Collected data:
⟨

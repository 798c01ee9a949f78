//! Process-local logging core.
//!
//! Turns structured log calls into a fixed-width text line and a structured
//! record, echoes the line to standard error under the quiet/verbose/debug
//! policy, and fans persistent entries out to whichever sinks are attached.
//! The sinks themselves live in `proven-logger-file` and `proven-logger-tcp`.
//!
//! Logging calls never fail and never block on the network.
#![warn(missing_docs)]
#![warn(clippy::all)]
#![warn(clippy::pedantic)]
#![warn(clippy::nursery)]
#![forbid(unsafe_code)]

mod composer;
mod config;
mod console;
mod error;
mod formatter;
mod identity;
mod logger;
mod macros;
mod record;
mod severity;
mod sink;
pub mod test_support;
mod value;

pub use composer::{Composer, MESSAGE_INDENT, expand, layout_message};
pub use config::{LoggerConfig, LoggerConfigBuilder, Verbosity};
pub use error::{Error, Result, SinkError};
pub use formatter::{Formatter, indent, outdent, pretty, sanitize_text};
pub use identity::{IdentityRegistry, NameOverrides, current_task};
pub use logger::{Logger, SELF_TAG, SinkReporter};
pub use record::{
    ComposedEntry, EVENT_WIDTH, LogEntry, MODULE_WIDTH, QueuedRecord, SEVERITY_WIDTH, TASK_WIDTH,
};
pub use severity::Severity;
pub use sink::{Sink, SinkSlot};
pub use value::{DisplayType, Inspect, Value};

⟩

> _Work to be completed_
Return a copy of each line in the entries that carries the string "clippy".

> _Solution for this problem_
#![warn(clippy::all)]
#![warn(clippy::pedantic)]
#![warn(clippy::nursery)]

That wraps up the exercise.